Key Technical Points for Determining Arsenic and Mercury in Water Using Atomic Fluorescence Spectrophotometry

Technical principle

Atomic fluorescence photometry fluoresces based on the excitation of the element to be measured at a specific wavelength, and its fluorescence intensity is linearly with the concentration of the element within a certain range. Arsenic and mercury are converted into gaseous hydrides or atomic vapors through pretreatment, which are introduced into the atomizer by the carrier gas, and emitted characteristic fluorescence after being excited by the light source, which is measured by the detection system. The determination of arsenic and mercury is usually done by hydride-atomic fluorescence spectroscopy, and its basic reactions can be expressed as:

As⁵⁺ + Reducing Agent → AsH₃↑
Hg²⁺ + Reducing agent → Hg⁰↑

Fluorescence intensity I_fThe relationship with the concentration of the DUT c can be approximately expressed as: I_f = K · c, where K is the constant related to instrument efficiency, quantum yield, etc.

Sample preparation

Water sample preparation ensures that arsenic and mercury are completely released in measurable forms and interference is eliminated. clean water can be directly determined after acidification; Samples containing organic matter or suspended solids need to be digested. Commonly used digestion methods include nitric acid-hydrochloric acid system heating digestion or microwave-assisted digestion. Pre-reduction is often required before arsenic determination to convert pentavalent arsenic into trivalent arsenic to improve hydride generation efficiency. Mercury determination should pay attention to preventing volatilization loss, and the digestion container should be airtight. After digestion, the solution should be clear and transparent, and the acidity should be controlled within an appropriate range.

The reasonable setting of instrument parameters has a key impact on the sensitivity and stability of the measurement. The light source lamp current, photomultiplier negative high voltage, atomizer height and temperature, carrier gas flow, etc. need to be optimized according to the instrument model and water sample matrix. Interference mainly comes from coexisting ions, such as copper, nickel, cobalt and other transition metals may inhibit hydride formation, which can be mitigated by adding masking agents such as thiourea-ascorbic acid. Mercury has a strong memory effect, so it is necessary to ensure sufficient cleaning time. When measuring continuously, baseline stability should be monitored and instrument drift correction should be performed if necessary.

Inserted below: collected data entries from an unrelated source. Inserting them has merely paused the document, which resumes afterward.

//! Unit tests for shadow register behavior
//!
//! Write-only registers have no hardware readback: the shadow value must be
//! authoritative, survive unrelated traffic, and be replayed by `push()`.

use crate::common::{create_spi_driver, create_uart_driver};
use tmc_stepper::registers::{tmc2130, tmc2208};
use tmc_stepper::shadow::ShadowStore;

#[test]
fn test_store_seeds_chip_defaults() {
    let store = ShadowStore::new(&tmc2208::SHADOWED);

    assert_eq!(store.get(tmc2208::CHOPCONF), 0x1000_0053);
    assert_eq!(store.get(tmc2208::PWMCONF), 0xC10D_0024);
    assert_eq!(store.get(tmc2208::TPOWERDOWN), 0x0000_0014);
    assert_eq!(store.get(tmc2208::GCONF), 0);
}

#[test]
fn test_store_get_set_without_io() {
    let mut store = ShadowStore::new(&tmc2130::SHADOWED);

    store.set(tmc2130::COOLCONF, 0x0001_2345);
    assert_eq!(store.get(tmc2130::COOLCONF), 0x0001_2345);

    // Registers outside the table read back their reset value and ignore
    // writes
    store.set(tmc2130::IOIN, 0xDEAD_BEEF);
    assert_eq!(store.get(tmc2130::IOIN), tmc2130::IOIN.reset);
}

#[test]
fn test_store_iterates_in_push_order() {
    let store = ShadowStore::new(&tmc2130::SHADOWED);
    let addrs: Vec<u8> = store.iter().map(|(addr, _)| addr).collect();
    let expected: Vec<u8> = tmc2130::SHADOWED.iter().map(|r| r.addr).collect();
    assert_eq!(addrs, expected);
}

#[test]
fn test_write_only_getter_returns_local_value_spi() {
    let (mut driver, spi) = create_spi_driver();

    driver.set_ihold(16).unwrap();
    spi.clear_frames();

    // IHOLD_IRUN is write-only: the getter must come from the shadow,
    // with zero wire traffic.
    assert_eq!(driver.ihold().unwrap(), 16);
    assert!(
        spi.frames().is_empty(),
        "write-only register getter must not touch the bus"
    );
}

#[test]
fn test_write_only_value_survives_unrelated_operations() {
    let (mut driver, spi) = create_spi_driver();
    spi.set_register(0x00, 0);

    driver.set_ihold(16).unwrap();
    driver.set_irun(25).unwrap();

    // Unrelated traffic in between
    driver.set_tpwmthrs(5000).unwrap();
    driver.set_en_pwm_mode(true).unwrap();
    let _ = driver.gconf().unwrap();
    let _ = driver.drv_status().unwrap();

    assert_eq!(driver.ihold().unwrap(), 16);
    assert_eq!(driver.irun().unwrap(), 25);
}

#[test]
fn test_write_only_fields_share_register_without_corruption() {
    let (mut driver, spi) = create_spi_driver();

    driver.set_ihold(10).unwrap();
    driver.set_irun(20).unwrap();
    driver.set_iholddelay(5).unwrap();

    assert_eq!(driver.ihold().unwrap(), 10);
    assert_eq!(driver.irun().unwrap(), 20);
    assert_eq!(driver.iholddelay().unwrap(), 5);

    // The composed raw value reached the hardware
    assert_eq!(spi.get_register(0x10), (5 << 16) | (20 << 8) | 10);
}

#[test]
fn test_push_replays_every_shadowed_register() {
    let (mut driver, spi) = create_spi_driver();

    driver.set_ihold(12).unwrap();
    driver.set_sgt(-30).unwrap();

    // Simulate a chip reset that wiped the register file
    spi.set_register(0x10, 0);
    spi.set_register(0x6D, 0);
    spi.clear_frames();

    driver.push().unwrap();

    let frames = spi.frames();
    assert_eq!(
        frames.len(),
        tmc2130::SHADOWED.len(),
        "push must rewrite every shadowed register exactly once"
    );
    let pushed: Vec<u8> = frames.iter().map(|f| f[0] & 0x7F).collect();
    let expected: Vec<u8> = tmc2130::SHADOWED.iter().map(|r| r.addr).collect();
    assert_eq!(pushed, expected, "push order must follow the table");

    // The shadow values made it back into the hardware
    assert_eq!(spi.get_register(0x10) & 0x1F, 12);
    assert_eq!(driver.sgt().unwrap(), -30);
}

#[test]
fn test_write_only_getter_returns_local_value_uart() {
    let (mut driver, serial) = create_uart_driver();

    driver.set_vactual(-5000).unwrap();
    serial.clear_datagrams();

    assert_eq!(driver.vactual().unwrap(), -5000);
    assert!(
        serial.read_requests().is_empty(),
        "write-only register getter must not send a read request"
    );
}

#[test]
fn test_uart_shadow_defaults_feed_field_setters() {
    let (mut driver, serial) = create_uart_driver();

    // Setting one CHOPCONF field must preserve the chip-default neighbors
    // that were never read from the wire.
    driver.set_toff(5).unwrap();

    let written = serial.get_register(0x6C);
    assert_eq!(written & 0xF, 5, "TOFF must be updated");
    assert_eq!(
        written & !0xF,
        0x1000_0053 & !0xF,
        "remaining CHOPCONF bits must keep their reset defaults"
    );
}
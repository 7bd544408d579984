//! Unit tests for the asynchronous CRC-8 datagram transport

use crate::common::{create_uart_driver, create_uart_driver_with, MockDelay, MockSerial};
use tmc_stepper::{Error, RegisterInterface, UartConfig, UartInterface};

#[test]
fn test_write_datagram_format() {
    let (mut driver, serial) = create_uart_driver();

    // Fresh shadow GCONF is 0, so this writes exactly 0x40
    driver.set_pdn_disable(true).unwrap();

    let datagrams = serial.datagrams();
    assert_eq!(datagrams.len(), 1);
    assert_eq!(
        datagrams[0],
        vec![0x05, 0x00, 0x80, 0x00, 0x00, 0x00, 0x40, 0x47],
        "sync, slave, addr|write, 4 data bytes MSB first, CRC"
    );
}

#[test]
fn test_read_request_format_and_reply_parsing() {
    let (mut driver, serial) = create_uart_driver();
    serial.set_register(0x00, 0x0000_0141);
    serial.clear_datagrams();

    assert_eq!(driver.gconf().unwrap(), 0x0000_0141);

    let requests = serial.read_requests();
    assert_eq!(requests.len(), 1);
    assert_eq!(
        requests[0],
        vec![0x05, 0x00, 0x00, 0x48],
        "read request: sync, slave, addr, CRC"
    );
}

#[test]
fn test_echo_is_discarded_before_reply() {
    // The mock loops every transmitted byte back ahead of the reply, as a
    // self-wired half-duplex line does. Reads only work if the binding
    // discards exactly the echoed bytes first.
    let (mut driver, serial) = create_uart_driver();
    serial.set_register(0x6F, 0x8000_0001);

    assert_eq!(driver.drv_status().unwrap(), 0x8000_0001);
    // And again, to prove no stray echo bytes accumulate
    assert_eq!(driver.drv_status().unwrap(), 0x8000_0001);
}

#[test]
fn test_dual_wire_wiring_without_echo() {
    let config = UartConfig {
        self_echo: false,
        ..UartConfig::default()
    };
    let (mut driver, serial) = create_uart_driver_with(config);
    serial.set_register(0x6F, 0x0000_0042);

    assert_eq!(driver.drv_status().unwrap(), 0x0000_0042);
}

#[test]
fn test_crc_mismatch_returns_stale_value_and_sets_sticky_flag() {
    let (mut driver, serial) = create_uart_driver();
    serial.set_register(0x00, 0x0000_0111);

    // Prime the shadow with a good read
    assert_eq!(driver.gconf().unwrap(), 0x0000_0111);
    assert!(!driver.crc_error());

    // Chip state changes, but the reply gets a data bit flipped
    serial.set_register(0x00, 0x0000_0222);
    serial.corrupt_next_reply(4, 0x10);

    let value = driver.gconf().unwrap();
    assert_eq!(
        value, 0x0000_0111,
        "corrupted reply must never be accepted; last-known value stands in"
    );
    assert!(driver.crc_error(), "CRC flag must be sticky after a bad reply");

    // The flag stays set across a successful read until cleared explicitly
    assert_eq!(driver.gconf().unwrap(), 0x0000_0222);
    assert!(driver.crc_error());
    driver.clear_crc_error();
    assert!(!driver.crc_error());
}

#[test]
fn test_crc_mismatch_detected_for_any_corrupted_byte() {
    // Flip a bit in each protected byte of the reply in turn; every
    // position must be caught.
    for index in 0..7 {
        let (mut driver, serial) = create_uart_driver();
        serial.set_register(0x00, 0x0000_0111);
        assert_eq!(driver.gconf().unwrap(), 0x0000_0111);

        serial.set_register(0x00, 0x0000_0222);
        serial.corrupt_next_reply(index, 0x01);

        assert_eq!(
            driver.gconf().unwrap(),
            0x0000_0111,
            "corruption in reply byte {index} went undetected"
        );
        assert!(driver.crc_error());
    }
}

#[test]
fn test_interface_level_crc_error() {
    let serial = MockSerial::new();
    let handle = serial.clone();
    let mut iface = UartInterface::new(serial, MockDelay, UartConfig::default());

    handle.set_register(0x6C, 0x1000_0053);
    handle.corrupt_next_reply(3, 0x80);

    assert_eq!(iface.read_register(0x6C), Err(Error::Crc));
    assert!(iface.crc_error());

    // A clean reply afterwards succeeds without clearing the sticky flag
    assert_eq!(iface.read_register(0x6C), Ok(0x1000_0053));
    assert!(iface.crc_error());
}

#[test]
fn test_read_timeout_when_chip_does_not_answer() {
    let (mut driver, serial) = create_uart_driver();
    serial.set_respond(false);

    assert_eq!(driver.gconf(), Err(Error::Timeout));
}

#[test]
fn test_write_only_wiring_serves_reads_from_shadow() {
    let config = UartConfig {
        write_only: true,
        ..UartConfig::default()
    };
    let (mut driver, serial) = create_uart_driver_with(config);

    // Readable register, but TX-only wiring: the shadow default is
    // returned and no request goes out.
    assert_eq!(driver.chopconf().unwrap(), 0x1000_0053);
    assert!(serial.read_requests().is_empty());

    // Writes still reach the chip
    driver.set_toff(4).unwrap();
    assert_eq!(serial.get_register(0x6C) & 0xF, 4);
}

#[test]
fn test_write_only_wiring_rejects_interface_reads() {
    let config = UartConfig {
        write_only: true,
        ..UartConfig::default()
    };
    let serial = MockSerial::new();
    let mut iface = UartInterface::new(serial, MockDelay, config);

    assert_eq!(iface.read_register(0x00), Err(Error::UnsupportedOperation));
}

#[test]
fn test_writes_have_no_reply_and_need_none() {
    let (mut driver, serial) = create_uart_driver();

    // A pure write sequence completes without any reply bytes queued
    driver.set_tpwmthrs(1000).unwrap();
    driver.set_vactual(42).unwrap();

    assert_eq!(serial.get_register(0x13), 1000);
    assert_eq!(serial.get_register(0x22), 42);
    assert_eq!(serial.read_requests().len(), 0);
}
//! LaTeX emission for matched sequences.
//!
//! Pure string building only; running the toolchain lives in [crate::render].

use crate::surd::Surd;

/// Emission of an inline LaTeX fragment for a value.
pub trait EmitLatex {
    fn emit_latex(&self) -> String;
}

impl EmitLatex for Surd {
    /// The algebraic form `\(\frac{a + \sqrt{b}}{c}\)`.
    fn emit_latex(&self) -> String {
        format!(
            r"\(\frac{{{} + \sqrt{{{}}}}}{{{}}}\)",
            self.a, self.b, self.c
        )
    }
}

impl EmitLatex for [i64] {
    /// The nested continued-fraction form of a coefficient sequence.
    ///
    /// At most four continuation terms are typeset; longer sequences end
    /// in `\ddots`.
    fn emit_latex(&self) -> String {
        let mut out = String::from(r"\(");
        let first = match self.first() {
            Some(v) => v,
            None => {
                out.push_str(r"\)");
                return out;
            }
        };
        out.push_str(&first.to_string());

        if self.len() > 1 {
            let truncated = self.len() > 5;
            let shown = if truncated { &self[1..5] } else { &self[1..] };
            for n in shown {
                out.push_str(&format!(r" + \frac{{1}}{{{}", n));
            }
            if truncated {
                out.push_str(r" + \ddots");
            }
            for _ in 0..shown.len() {
                out.push('}');
            }
        }

        out.push_str(r"\)");
        out
    }
}

/// Decimal presentation of a matched value, 8 places with a trailing
/// ellipsis.
pub fn decimal_str(value: f64) -> String {
    format!("{:.8}...", value)
}

/// Comma-separated presentation of a coefficient sequence.
pub fn sequence_str(seq: &[i64]) -> String {
    seq.iter()
        .map(|n| n.to_string())
        .collect::<Vec<_>>()
        .join(", ")
}

/// A standalone LaTeX article containing the two-column match table.
pub fn table_document(sequence: &str, decimal: &str, algebraic: &str, cont_frac: &str) -> String {
    format!(
        r"\documentclass{{article}}
\usepackage{{amsmath}}
\usepackage{{amsfonts}}
\usepackage{{graphicx}}
\pagestyle{{empty}} % Suppress page numbering
\begin{{document}}

\begin{{table}}[h]
\centering
\begin{{tabular}}{{ll}}
Sequence      & {} \\
Decimal       & {} \\
Algebraic form & {} \\
Continued fraction & {}
\end{{tabular}}
\end{{table}}

\end{{document}}
",
        sequence, decimal, algebraic, cont_frac
    )
}

#[cfg(test)]
mod tests {
    use super::*;

    #[test]
    fn surd_latex_test() {
        assert_eq!(
            Surd::new(1, 5, 2).emit_latex(),
            r"\(\frac{1 + \sqrt{5}}{2}\)"
        );
        assert_eq!(
            Surd::new(-3, 2, 10).emit_latex(),
            r"\(\frac{-3 + \sqrt{2}}{10}\)"
        );
    }

    #[test]
    fn cont_frac_latex_test() {
        assert_eq!([7i64].emit_latex(), r"\(7\)");
        assert_eq!(
            [1i64, 2, 3].emit_latex(),
            r"\(1 + \frac{1}{2 + \frac{1}{3}}\)"
        );
        assert_eq!(
            [1i64, 1, 1, 1, 1].emit_latex(),
            r"\(1 + \frac{1}{1 + \frac{1}{1 + \frac{1}{1 + \frac{1}{1}}}}\)"
        );
    }

    #[test]
    fn cont_frac_latex_truncation_test() {
        // only the first four continuation terms are shown
        assert_eq!(
            [1i64, 2, 3, 4, 5, 6, 7].emit_latex(),
            r"\(1 + \frac{1}{2 + \frac{1}{3 + \frac{1}{4 + \frac{1}{5 + \ddots}}}}\)"
        );
    }

    #[test]
    fn decimal_str_test() {
        assert_eq!(decimal_str(1.61803399), "1.61803399...");
        assert_eq!(decimal_str(2.0), "2.00000000...");
    }

    #[test]
    fn table_document_test() {
        let doc = table_document("1, 1, 1", "1.61803399...", r"\(x\)", r"\(y\)");
        assert!(doc.starts_with(r"\documentclass{article}"));
        assert!(doc.contains(r"\begin{tabular}{ll}"));
        assert!(doc.contains(r"Sequence      & 1, 1, 1 \\"));
        assert!(doc.contains("Decimal       & 1.61803399..."));
        assert!(doc.contains(r"\end{document}"));
    }
}
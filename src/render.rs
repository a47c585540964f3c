//! Best-effort rendering of matches through the LaTeX toolchain.
//!
//! Each match is typeset in a scoped temporary directory and pushed through
//! `latex` -> `dvipdf` -> `pdfcrop` -> `convert` to a cropped PNG. The tools
//! must be on PATH; their exit statuses are deliberately ignored, so a
//! missing tool leaves a missing image rather than a failed run. Only local
//! I/O surfaces errors.

use crate::latex::{decimal_str, sequence_str, table_document, EmitLatex};
use crate::search::Match;
use std::fmt::Write as _;
use std::fs;
use std::io;
use std::path::{Path, PathBuf};
use std::process::Command;
use tempfile::TempDir;

/// File name of the PNG produced for a match, `table_<seq>_<key>.png`
/// with hyphen-joined components.
pub fn image_name(m: &Match) -> String {
    let mut name = String::from("table_");
    for (i, n) in m.seq.iter().enumerate() {
        if i > 0 {
            name.push('-');
        }
        let _ = write!(name, "{}", n);
    }
    let _ = write!(name, "_{}-{}-{}.png", m.key.a, m.key.b, m.key.c);
    name
}

/// Typeset one match into `output_dir` and return the image path.
///
/// The returned path may not exist if any pipeline stage failed; that is
/// part of the contract.
pub fn render_match(m: &Match, output_dir: &Path) -> io::Result<PathBuf> {
    let tmp = TempDir::new()?;
    let tex_file = tmp.path().join("table.tex");
    let dvi_file = tmp.path().join("table.dvi");
    let pdf_file = tmp.path().join("table.pdf");
    let cropped_file = tmp.path().join("table-cropped.pdf");
    let png_file = output_dir.join(image_name(m));

    let document = table_document(
        &sequence_str(&m.seq),
        &decimal_str(m.value),
        &m.key.emit_latex(),
        &m.seq.emit_latex(),
    );
    fs::write(&tex_file, document)?;

    // Exit codes unchecked: absent tools leave absent artifacts.
    let _ = Command::new("latex")
        .arg("-output-directory")
        .arg(tmp.path())
        .arg(&tex_file)
        .status();
    let _ = Command::new("dvipdf").arg(&dvi_file).arg(&pdf_file).status();
    let _ = Command::new("pdfcrop")
        .arg(&pdf_file)
        .arg(&cropped_file)
        .status();
    let _ = Command::new("convert")
        .args(&["-density", "300", "-background", "white", "-flatten"])
        .arg(&cropped_file)
        .arg(&png_file)
        .status();

    Ok(png_file)
}

#[cfg(test)]
mod tests {
    use super::*;
    use crate::surd::Surd;

    fn golden_match() -> Match {
        Match {
            seq: vec![1, 1, 1],
            key: Surd::new(1, 5, 2),
            value: 1.61803399,
        }
    }

    #[test]
    fn image_name_test() {
        assert_eq!(image_name(&golden_match()), "table_1-1-1_1-5-2.png");

        let m = Match {
            seq: vec![10, -2, 3],
            key: Surd::new(-10, 1, 10),
            value: -0.9,
        };
        assert_eq!(image_name(&m), "table_10--2-3_-10-1-10.png");
    }

    #[test]
    fn render_match_path_test() {
        // the toolchain may be absent; the call must still succeed and
        // report where the image would land
        let out = TempDir::new().unwrap();
        let png = render_match(&golden_match(), out.path()).unwrap();
        assert_eq!(png, out.path().join("table_1-1-1_1-5-2.png"));
    }
}
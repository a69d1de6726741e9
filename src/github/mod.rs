pub mod client;
pub mod error;
pub mod types;

pub use client::{GitHubClient, ReleaseSource};
pub use error::ReleaseError;
pub use types::{Release, ReleaseAsset};
mod job;
mod state;

pub use job::{PatchJob, parse_patch_jobs};
pub use state::{Phase, PhaseMachine, Transition};
/// Drives one run through bootstrap, discovery, fetch and patch.
///
/// Every phase is computed on first access and cached for the lifetime of the
/// orchestrator; asking for a later phase forces the earlier ones.
pub struct RunOrchestrator<R, S, P> {
    layout: StagingLayout,
    settings: RunSettings,
    releases: R,
    source: S,
    patcher: P,
    run_id: Uuid,
    started_at: DateTime<Utc>,
    machine: PhaseMachine,
    toolchain: Option<Toolchain>,
    jobs: Option<Vec<PatchJob>>,
    fetched: Option<Vec<PathBuf>>,
    report: Option<PatchReport>,
}

impl<R, S, P> RunOrchestrator<R, S, P>
where
    R: ReleaseSource,
    S: ApkSource,
    P: Patcher,
{
    pub fn new(
        layout: StagingLayout,
        settings: RunSettings,
        releases: R,
        source: S,
        patcher: P,
    ) -> Self {
        Self {
            layout,
            settings,
            releases,
            source,
            patcher,
            run_id: Uuid::new_v4(),
            started_at: Utc::now(),
            machine: PhaseMachine::default(),
            toolchain: None,
            jobs: None,
            fetched: None,
            report: None,
        }
    }

    pub fn phase(&self) -> Phase {
        self.machine.current()
    }

    pub fn phase_history(&self) -> &[Phase] {
        self.machine.history()
    }

    /// Patch bundle and patcher, downloaded at most once per run.
    pub async fn bootstrap(&mut self) -> Result<&Toolchain, BotError> {
        let toolchain = match self.toolchain.take() {
            Some(toolchain) => toolchain,
            None => {
                let toolchain = self.acquire_toolchain().await?;
                self.enter(Phase::Bootstrapped)?;
                toolchain
            }
        };
        let toolchain: &Toolchain = self.toolchain.insert(toolchain);
        Ok(toolchain)
    }

    /// Jobs reported by the patcher's listing mode.
    pub async fn jobs(&mut self) -> Result<&[PatchJob], BotError> {
        let jobs = match self.jobs.take() {
            Some(jobs) => jobs,
            None => {
                let jobs = self.discover_jobs().await?;
                self.enter(Phase::JobsDiscovered)?;
                jobs
            }
        };
        let jobs: &[PatchJob] = self.jobs.insert(jobs);
        Ok(jobs)
    }

    /// Artifacts present in the download directory after fetching every job.
    pub async fn fetched(&mut self) -> Result<&[PathBuf], BotError> {
        let fetched = match self.fetched.take() {
            Some(fetched) => fetched,
            None => {
                let fetched = self.fetch_all().await?;
                self.enter(Phase::Fetched)?;
                fetched
            }
        };
        let fetched: &[PathBuf] = self.fetched.insert(fetched);
        Ok(fetched)
    }

    /// Patch every fetched artifact; individual failures end up in the report.
    pub async fn patched(&mut self) -> Result<&PatchReport, BotError> {
        let report = match self.report.take() {
            Some(report) => report,
            None => {
                let report = self.patch_all().await?;
                self.enter(Phase::Patched)?;
                report
            }
        };
        let report: &PatchReport = self.report.insert(report);
        Ok(report)
    }

    /// Hand `args` to the patcher untouched (after bootstrapping it).
    pub async fn forward(&mut self, args: &[OsString]) -> Result<ExitStatus, BotError> {
        let tools = self.bootstrap().await?.clone();
        Ok(self.patcher.passthrough(&tools, args).await?)
    }

    fn enter(&mut self, phase: Phase) -> Result<(), BotError> {
        match self.machine.advance(phase) {
            Transition::Advanced(phase) => {
                info!(%phase, run_id = %self.run_id, "entered phase");
                Ok(())
            }
            Transition::AlreadyReached(_) => Ok(()),
            Transition::Rejected { from, to } => Err(BotError::InvalidTransition { from, to }),
        }
    }

    async fn acquire_toolchain(&self) -> Result<Toolchain, BotError> {
        tokio::fs::create_dir_all(self.layout.tools_dir()).await?;
        let toolchain = self.layout.toolchain();

        let wanted = [
            (&self.settings.patches_repo, BUNDLE_EXTENSION, &toolchain.bundle),
            (&self.settings.patcher_repo, PATCHER_EXTENSION, &toolchain.patcher),
        ];

        for (repo, extension, dest) in wanted {
            if dest.exists() {
                debug!(path = %dest.display(), "reusing cached download");
                continue;
            }
            let extension = format!(".{extension}");
            let release = self.releases.latest_release(repo).await?;
            let asset = release.asset_with_extension(&extension).ok_or_else(|| {
                BotError::MissingAsset {
                    repo: repo.clone(),
                    extension: extension.clone(),
                }
            })?;
            self.releases.download_asset(asset, dest).await?;
        }

        Ok(toolchain)
    }

    async fn discover_jobs(&mut self) -> Result<Vec<PatchJob>, BotError> {
        let tools = self.bootstrap().await?.clone();
        let listing = self.patcher.list_versions(&tools).await?;

        let mut jobs: Vec<PatchJob> = parse_patch_jobs(&listing).collect();
        let discovered = jobs.len();
        if self.settings.low_resource {
            jobs.truncate(LOW_RESOURCE_JOB_LIMIT);
        }
        info!(discovered, kept = jobs.len(), "discovered patch jobs");
        Ok(jobs)
    }

    async fn fetch_all(&mut self) -> Result<Vec<PathBuf>, BotError> {
        let jobs = self.jobs().await?.to_vec();

        let stale = apk_source::clear_partials(self.source.download_dir())?;
        if stale > 0 {
            debug!(stale, "cleared partial downloads from an earlier run");
        }

        let progress = PhaseProgress::start(jobs.len());
        for job in &jobs {
            progress.working_on(format!("Downloading {job}"));
            self.source.fetch(job).await?;
            progress.inc();
        }
        progress.working_on("Waiting for downloads to settle".to_string());
        self.source.wait_settle().await?;
        progress.finish("Downloads finished");

        let fetched = apk_source::list_downloads(self.source.download_dir())?;
        info!(count = fetched.len(), "fetched artifacts");
        Ok(fetched)
    }

    async fn patch_all(&mut self) -> Result<PatchReport, BotError> {
        let fetched = self.fetched().await?.to_vec();
        let tools = self.bootstrap().await?.clone();
        tokio::fs::create_dir_all(self.layout.patched_apks()).await?;

        let progress = PhaseProgress::start(fetched.len());
        let mut outcomes = Vec::with_capacity(fetched.len());
        for apk in fetched {
            let name = apk.file_name().unwrap_or_default().to_string_lossy().into_owned();
            progress.working_on(format!("Patching {name}"));

            let output = self.layout.patched_output(&apk);
            let outcome = match self.patcher.patch(&tools, &apk, &output).await {
                Ok(()) => {
                    info!(input = %apk.display(), output = %output.display(), "patched");
                    ArtifactOutcome::Patched { input: apk, output }
                }
                Err(e) => {
                    warn!(input = %apk.display(), error = %e, "patching failed, continuing");
                    ArtifactOutcome::Failed {
                        input: apk,
                        error: e.to_string(),
                    }
                }
            };
            outcomes.push(outcome);
            progress.inc();
        }
        progress.finish("Patching finished");

        let completed_at = Utc::now();
        Ok(PatchReport {
            run_id: self.run_id,
            started_at: self.started_at,
            completed_at,
            duration_ms: (completed_at - self.started_at).num_milliseconds(),
            outcomes,
        })
    }
}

The whole process of quality control should be implemented during the measurement process. This includes monitoring contamination using blank tests, controlling precision through parallel samples, and evaluating accuracy with reference materials or spike recovery. The calibration curve should be well linear within the expected concentration range, and the correlation coefficient is usually required to be no less than 0.995. Low-concentration samples can be enriched with concentration steps. The properties of arsenic and mercury vary greatly, and it is recommended to establish separate measurement procedures. The result report should indicate the detection limit, quantitative limit and source of uncertainty.

Operation and maintenance

The experiment involves strong acids, high-pressure gases and toxic hydrides, which need to be operated in a fume hood, and personnel should be equipped with protective equipment. Instrument maintenance should regularly check the airtightness, desiccant status and atomization window cleanliness. The light source should have sufficient warm-up time and should not be stored in accordance with regulations for a long time. Waste liquids should be collected and properly disposed of, and mercury-containing waste liquids should be specially disposed of.